Moon Parable: a Foreword

The moon has her phases, lovely in every turn; the sun has but his daily journey from east to west; and when the moon, palely, ventures into the day in the course of her appointed rounds and should happen to interpose between sun and Earth, her light returns to the sun, from whence it came, and is hidden-- at which time her true, natural state is revealed, which is darkness.

But even the sun's eclipse by the moon brings her no shame; for the solar light breaks forth at all sides of the moon, not allowing that the day shoul be turned, completely, into dark of night. Thus, the darkness of moon in the sun's eclipse informs us of aspects of the sun's splendor that we should not, otherwise, know.

Is the moon, whose natural state is revealed to be darkness in the sun's eclipse, therefore a servant of darkness? Indeed not; for in every aspect of all her phases she participates in and partakes of the glory of the sun, whose light she drinks continuously. This, then, is her proper glory: that she, who is established from the beginning as a ruler of night, relieves her domain of great darkness by power of the ruler of the day.

Should her light falter in the night in the turnings of her timid countenance, or should it seem to fail when falling under the dark shadow of planet Earth, the stars of heaven shine forth in greater brilliance, testifying of the sure mercies of the Creator.

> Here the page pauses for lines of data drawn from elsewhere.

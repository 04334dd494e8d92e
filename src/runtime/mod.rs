//! Runtime Adapter: the seam between the Container Manager and the
//! out-of-scope VM-per-container runtime.
//!
//! The real adapter this crate ships against, `BollardRuntimeAdapter`,
//! talks to a live Docker Engine and stands in for "a VM handle" with a
//! Docker container — the nearest fetchable crate to the vsock-based
//! framework the design calls for. Swapping in a true VM backend later is
//! a second impl of this trait; nothing above this seam should need to
//! change.

mod bollard_adapter;

pub use bollard_adapter::BollardRuntimeAdapter;

use std::collections::HashMap;

use async_trait::async_trait;
use axum::http::StatusCode;
use serde::{Deserialize, Serialize};
use thiserror::Error;
use tokio::io::{AsyncRead, AsyncWrite};

#[derive(Debug, Error)]
pub enum RuntimeError {
    #[error("transient runtime error: {0}")]
    Transient(String),

    #[error("runtime error: {0}")]
    Permanent(String),

    #[error("runtime handle not found: {0}")]
    NotFound(String),
}

impl RuntimeError {
    pub fn status_code(&self) -> StatusCode {
        match self {
            RuntimeError::NotFound(_) => StatusCode::NOT_FOUND,
            RuntimeError::Transient(_) | RuntimeError::Permanent(_) => StatusCode::INTERNAL_SERVER_ERROR,
        }
    }
}

pub type RuntimeResult<T> = Result<T, RuntimeError>;

/// Opaque handle id on the runtime side of the Docker-ID ↔ runtime-ID
/// bijection the adapter owns.
pub type VmHandle = String;

#[derive(Debug, Clone)]
pub struct MountSpec {
    pub source: String,
    pub target: String,
    pub read_only: bool,
}

#[derive(Debug, Clone, Default)]
pub struct ResourceLimits {
    pub memory_bytes: i64,
    pub memory_swap_bytes: i64,
    pub cpu_quota: i64,
    pub cpu_period: i64,
    pub cpu_shares: i64,
    pub pids_limit: i64,
}

/// Everything `createVM` needs: image ref, command, env, mounts, working
/// dir, tty/stdin flags, resource limits.
#[derive(Debug, Clone)]
pub struct VmSpec {
    pub docker_id: String,
    pub image_ref: String,
    pub cmd: Vec<String>,
    pub env: Vec<(String, String)>,
    pub mounts: Vec<MountSpec>,
    pub working_dir: Option<String>,
    pub tty: bool,
    pub open_stdin: bool,
    pub hostname: Option<String>,
    pub labels: HashMap<String, String>,
    pub limits: ResourceLimits,
}

#[derive(Debug, Clone, Serialize, Deserialize)]
pub struct WaitResult {
    pub exit_code: i64,
    pub signaled: bool,
    pub oom_killed: bool,
}

/// Bidirectional stream handed back by `dialVsock`/`attachStdio`.
pub trait DuplexStream: AsyncRead + AsyncWrite + Send + Unpin {}
impl<T: AsyncRead + AsyncWrite + Send + Unpin> DuplexStream for T {}

/// The contract the Container Manager and Network Controller consume.
/// `createVM`/`start`/`stop`/`kill`/`wait`/`dialVsock`/`attachStdio`
/// exactly as named in the design.
#[async_trait]
pub trait RuntimeAdapter: Send + Sync {
    async fn create_vm(&self, spec: VmSpec) -> RuntimeResult<VmHandle>;

    async fn start(&self, handle: &VmHandle) -> RuntimeResult<()>;

    async fn stop(&self, handle: &VmHandle, graceful_timeout_secs: u64) -> RuntimeResult<()>;

    async fn kill(&self, handle: &VmHandle, signal: &str) -> RuntimeResult<()>;

    async fn wait(&self, handle: &VmHandle) -> RuntimeResult<WaitResult>;

    async fn destroy(&self, handle: &VmHandle) -> RuntimeResult<()>;

    async fn is_running(&self, handle: &VmHandle) -> RuntimeResult<bool>;

    async fn dial_vsock(
        &self,
        handle: &VmHandle,
        port: u32,
        cmd: Vec<String>,
    ) -> RuntimeResult<Box<dyn DuplexStream>>;

    async fn attach_stdio(
        &self,
        handle: &VmHandle,
    ) -> RuntimeResult<(Box<dyn AsyncWrite + Send + Unpin>, Box<dyn AsyncRead + Send + Unpin>)>;

    /// Resolve a persisted Docker ID back to a live runtime handle, e.g.
    /// after a daemon restart. Returns `NotFound` if the handle no longer
    /// exists on the runtime side.
    async fn resolve(&self, docker_id: &str) -> RuntimeResult<VmHandle>;

    /// Update resource limits without a restart, where the runtime
    /// supports it.
    async fn update_limits(&self, handle: &VmHandle, limits: ResourceLimits) -> RuntimeResult<()>;
}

When the vapors of clouds interpose between Earth and the greater vault of heaven in dark of night, some of Earth are harried by a fear of darkness. But, because the clouds of the second heaven-- much like the thoughts carried upon the inward heavens of the mind-- because these clouds are known by all mankind to be but transient things, this momentary darkness is revealed as a manifestation of mercy; for in every darkness, the mind of man perceives its temporality and anticipates the return of greater light, unto a full illumination.